TFLiteConverter adds (de)quantization blocks before(and after) operations on a weight variable

I’m moving the discussion of this issue here.

Briefly, I’m trying to convert a TensorFlow model to TFLite. This model should maintain a non-trainable state vector that I update at every inference, similar to an RNN. My issue is that when I try to convert it to TFLite, this state vector doesn’t seem to get interpreted as a quantized value, so the network adds quantization and dequantization operations every time it needs to read/write from it.

The model, and corresponding Netron graph, are found in the referenced GitHub issue. They can be found and reproduced with this gist.
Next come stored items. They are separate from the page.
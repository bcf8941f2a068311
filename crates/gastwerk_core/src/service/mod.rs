//! Engine use-case services.
//!
//! # Responsibility
//! - Orchestrate store calls into the three exposed operations: availability
//!   calendar, price quote, booking admission.
//! - Keep the HTTP layer decoupled from storage details.

pub mod availability_service;
pub mod booking_service;
pub mod quote_service;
Ultimately, I would like to deploy this on a Coral EdgeTPU, but I would like to minimize unnecessary ops, such as the quantize/dequantize blocks. This should be possible since I want the state vector to be int8 and not float32 in the TFLIte model. How can I do that?

@Malek_Itani,

Welcome to the Tensorflow Forum!

Sorry for the delay in responding. We see there is an active discussion about this issue here #59390.

Please let us know if you need any assistance here.

Thank you!

Hi @chunduriv

Thank you for the reply. I started this discussion here out of a suggestion from, what was then, the issue assignee to the GitHub issue you’ve linked. I still haven’t found a solution to the problem. If you have ideas or insights, I would love to hear them.

Thank you